| Records |
-=-=-=-=-
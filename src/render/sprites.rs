//! Gopher sprite loading and the sprite entity pool.

use bevy::asset::RenderAssetUsages;
use bevy::image::{CompressedImageFormats, ImageSampler, ImageType};
use bevy::prelude::*;
use bevy::window::PrimaryWindow;

use crate::config::{GOPHER_PNG, SPRITE_DEPTH_STEP};
use crate::error::GophermarkError;
use crate::render::Frame;

/// Encoded PNG bytes the gopher sprite is decoded from at startup
#[derive(Resource, Debug, Clone, Copy)]
pub struct SpriteSource(pub &'static [u8]);

impl Default for SpriteSource {
    fn default() -> Self {
        Self(GOPHER_PNG)
    }
}

/// The decoded gopher image, shared read-only by every sprite
#[derive(Resource, Debug, Clone)]
pub struct GopherSprite {
    pub handle: Handle<Image>,
    /// Pixel size of the image
    pub size: Vec2,
}

/// Marks a pooled sprite entity mirroring `Frame::sprites[index]`
#[derive(Component, Debug, Clone, Copy)]
pub struct SpriteSlot {
    pub index: usize,
}

/// Decode an embedded PNG into a Bevy image
pub fn decode_sprite(bytes: &[u8]) -> Result<Image, GophermarkError> {
    let image = Image::from_buffer(
        bytes,
        ImageType::Extension("png"),
        CompressedImageFormats::NONE,
        true,
        ImageSampler::Default,
        RenderAssetUsages::default(),
    )?;

    if image.width() == 0 || image.height() == 0 {
        return Err(GophermarkError::EmptySprite);
    }
    Ok(image)
}

/// Convert a top-left screen coordinate into the world-space center of a
/// sprite, for a 2D camera centered on the viewport with y pointing up.
#[inline]
pub fn screen_to_world(position: Vec2, sprite_size: Vec2, viewport: Vec2) -> Vec2 {
    let center = position + sprite_size / 2.0;
    Vec2::new(center.x - viewport.x / 2.0, viewport.y / 2.0 - center.y)
}

/// Depth of a sprite slot. Grows with the index so sprites overlap in
/// display-list order.
#[inline]
pub fn slot_depth(index: usize) -> f32 {
    index as f32 * SPRITE_DEPTH_STEP
}

/// Mirror `Frame::sprites` into pooled sprite entities.
///
/// Slots are spawned as the list grows and hidden, never despawned, when it
/// shrinks. Existing slots are updated with parallel iteration; each slot's
/// write is independent of every other.
pub fn sync_gopher_sprites(
    mut commands: Commands,
    frame: Res<Frame>,
    gopher_sprite: Res<GopherSprite>,
    window: Single<&Window, With<PrimaryWindow>>,
    mut spawned: Local<usize>,
    mut slots: Query<(&SpriteSlot, &mut Transform, &mut Sprite, &mut Visibility)>,
) {
    let viewport = window.size();
    let sprite_size = gopher_sprite.size;
    let draws = &frame.sprites;

    slots
        .par_iter_mut()
        .for_each(|(slot, mut transform, mut sprite, mut visibility)| {
            let Some(draw) = draws.get(slot.index) else {
                visibility.set_if_neq(Visibility::Hidden);
                return;
            };

            transform.translation = screen_to_world(draw.position, sprite_size, viewport)
                .extend(slot_depth(slot.index));

            // Compare first so unchanged tints don't trigger change detection
            let color = Color::from(draw.tint);
            if sprite.color != color {
                sprite.color = color;
            }
            visibility.set_if_neq(Visibility::Inherited);
        });

    if draws.len() > *spawned {
        let start = *spawned;
        let new_slots: Vec<_> = draws[start..]
            .iter()
            .enumerate()
            .map(|(offset, draw)| {
                let index = start + offset;
                (
                    SpriteSlot { index },
                    Sprite {
                        image: gopher_sprite.handle.clone(),
                        color: draw.tint.into(),
                        ..default()
                    },
                    Transform::from_translation(
                        screen_to_world(draw.position, sprite_size, viewport)
                            .extend(slot_depth(index)),
                    ),
                )
            })
            .collect();

        debug!("Spawning {} sprite slots", new_slots.len());
        commands.spawn_batch(new_slots);
        *spawned = draws.len();
    }
}

#[cfg(test)]
mod tests {
    use super::*;
    use crate::components::Tint;
    use crate::render::FrameTarget;

    const SPRITE: Vec2 = Vec2::new(20.0, 30.0);
    const VIEWPORT: Vec2 = Vec2::new(800.0, 600.0);

    fn sprite_app() -> App {
        let mut app = App::new();
        app.add_plugins(MinimalPlugins)
            .init_resource::<Frame>()
            .insert_resource(GopherSprite {
                handle: Handle::default(),
                size: SPRITE,
            })
            .add_systems(Update, sync_gopher_sprites);
        app.world_mut().spawn((
            Window {
                resolution: (800u32, 600u32).into(),
                ..default()
            },
            PrimaryWindow,
        ));
        app
    }

    /// Replace the display list with `draws`
    fn set_draws(app: &mut App, draws: &[(Vec2, Tint)]) {
        let mut frame = app.world_mut().resource_mut::<Frame>();
        frame.fill(Tint::BLACK);
        for &(position, tint) in draws {
            frame.draw_sprite(position, tint);
        }
    }

    fn slots(app: &mut App) -> Vec<(usize, Vec3, Color, Visibility)> {
        let mut query = app
            .world_mut()
            .query::<(&SpriteSlot, &Transform, &Sprite, &Visibility)>();
        let mut slots: Vec<_> = query
            .iter(app.world())
            .map(|(slot, transform, sprite, visibility)| {
                (slot.index, transform.translation, sprite.color, *visibility)
            })
            .collect();
        slots.sort_by_key(|slot| slot.0);
        slots
    }

    fn expected_translation(position: Vec2, index: usize) -> Vec3 {
        screen_to_world(position, SPRITE, VIEWPORT).extend(slot_depth(index))
    }

    #[test]
    fn test_screen_to_world_corners() {
        assert_eq!(
            screen_to_world(Vec2::ZERO, SPRITE, VIEWPORT),
            Vec2::new(-390.0, 285.0)
        );
        assert_eq!(
            screen_to_world(Vec2::new(780.0, 570.0), SPRITE, VIEWPORT),
            Vec2::new(390.0, -285.0)
        );
    }

    #[test]
    fn test_slot_depth_grows_with_index() {
        assert_eq!(slot_depth(0), 0.0);
        assert!(slot_depth(1) > slot_depth(0));
        // Still distinct for a very large swarm
        assert!(slot_depth(5_000_001) > slot_depth(5_000_000));
    }

    #[test]
    fn test_decode_embedded_sprite() {
        let image = decode_sprite(SpriteSource::default().0).expect("embedded sprite decodes");
        assert!(image.width() > 0);
        assert!(image.height() > 0);
    }

    #[test]
    fn test_decode_garbage_fails() {
        let result = decode_sprite(b"definitely not a png");
        assert!(matches!(result, Err(GophermarkError::SpriteDecode(_))));
    }

    #[test]
    fn test_spawned_slots_mirror_draws() {
        let mut app = sprite_app();
        let red = Tint::new(255, 0, 0, 60);
        let blue = Tint::new(0, 0, 255, 190);
        let draws = [
            (Vec2::ZERO, Tint::WHITE),
            (Vec2::new(100.0, 50.0), red),
            (Vec2::new(400.0, 300.0), blue),
        ];
        set_draws(&mut app, &draws);
        app.update();

        let slots = slots(&mut app);
        assert_eq!(slots.len(), 3);
        for (index, ((position, tint), slot)) in draws.iter().zip(&slots).enumerate() {
            assert_eq!(slot.0, index);
            assert_eq!(slot.1, expected_translation(*position, index));
            assert_eq!(slot.2, Color::from(*tint));
            assert_eq!(slot.3, Visibility::Inherited);
        }
    }

    #[test]
    fn test_existing_slots_follow_draws_and_hide_past_the_end() {
        let mut app = sprite_app();
        set_draws(
            &mut app,
            &[
                (Vec2::ZERO, Tint::WHITE),
                (Vec2::new(10.0, 10.0), Tint::WHITE),
                (Vec2::new(20.0, 20.0), Tint::WHITE),
            ],
        );
        app.update();

        let green = Tint::new(0, 255, 0, 125);
        set_draws(&mut app, &[(Vec2::new(300.0, 200.0), green)]);
        app.update();

        let slots = slots(&mut app);
        assert_eq!(slots.len(), 3, "slots are pooled, not respawned");
        assert_eq!(slots[0].1, expected_translation(Vec2::new(300.0, 200.0), 0));
        assert_eq!(slots[0].2, Color::from(green));
        assert_eq!(slots[0].3, Visibility::Inherited);
        assert_eq!(slots[1].3, Visibility::Hidden);
        assert_eq!(slots[2].3, Visibility::Hidden);

        // Growing again reuses the hidden slots
        set_draws(
            &mut app,
            &[
                (Vec2::new(300.0, 200.0), green),
                (Vec2::new(5.0, 5.0), Tint::WHITE),
            ],
        );
        app.update();

        let slots = self::slots(&mut app);
        assert_eq!(slots.len(), 3);
        assert_eq!(slots[1].1, expected_translation(Vec2::new(5.0, 5.0), 1));
        assert_eq!(slots[1].3, Visibility::Inherited);
        assert_eq!(slots[2].3, Visibility::Hidden);
    }
}
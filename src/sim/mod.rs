//! Simulation core.
//!
//! The host engine owns the run loop and drives a [`Game`] through three
//! callbacks: `update` once per tick, `draw` once per frame, and `layout`
//! whenever the viewport changes size. Nothing here touches the ECS world
//! directly; see [`crate::plugin`] for the Bevy side.

mod gophermark;

pub use gophermark::*;

use bevy::prelude::*;

use crate::metrics::HostRates;
use crate::render::FrameTarget;

/// Input polled by the host once per tick
#[derive(Debug, Clone, Copy, Default, PartialEq)]
pub struct TickInput {
    /// Primary pointer button is currently held
    pub spawn_held: bool,
    /// Pointer position in screen space (top-left origin)
    pub cursor: Vec2,
}

/// Callbacks the host run loop invokes
pub trait Game {
    /// Advance the simulation by one tick
    fn update(&mut self, input: &TickInput);

    /// Emit the current frame into `target`
    fn draw(&self, target: &mut impl FrameTarget, rates: &HostRates);

    /// React to a viewport resize, returning the logical size to render at
    fn layout(&mut self, width: f32, height: f32) -> (f32, f32);
}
-=-=-=-=-
| Task to carry out |
Word for word, set down the lines from the beginning of the records through the line that holds "pub struct SpriteSlot". Leave out the rest.

| Exercise result |
filename src/render/sprites.rs
//! Gopher sprite loading and the sprite entity pool.

use bevy::asset::RenderAssetUsages;
use bevy::image::{CompressedImageFormats, ImageSampler, ImageType};
use bevy::prelude::*;
use bevy::window::PrimaryWindow;

use crate::config::{GOPHER_PNG, SPRITE_DEPTH_STEP};
use crate::error::GophermarkError;
use crate::render::Frame;

/// Encoded PNG bytes the gopher sprite is decoded from at startup
#[derive(Resource, Debug, Clone, Copy)]
pub struct SpriteSource(pub &'static [u8]);

impl Default for SpriteSource {
    fn default() -> Self {
        Self(GOPHER_PNG)
    }
}

/// The decoded gopher image, shared read-only by every sprite
#[derive(Resource, Debug, Clone)]
pub struct GopherSprite {
    pub handle: Handle<Image>,
    /// Pixel size of the image
    pub size: Vec2,
}

/// Marks a pooled sprite entity mirroring `Frame::sprites[index]`
#[derive(Component, Debug, Clone, Copy)]
pub struct SpriteSlot {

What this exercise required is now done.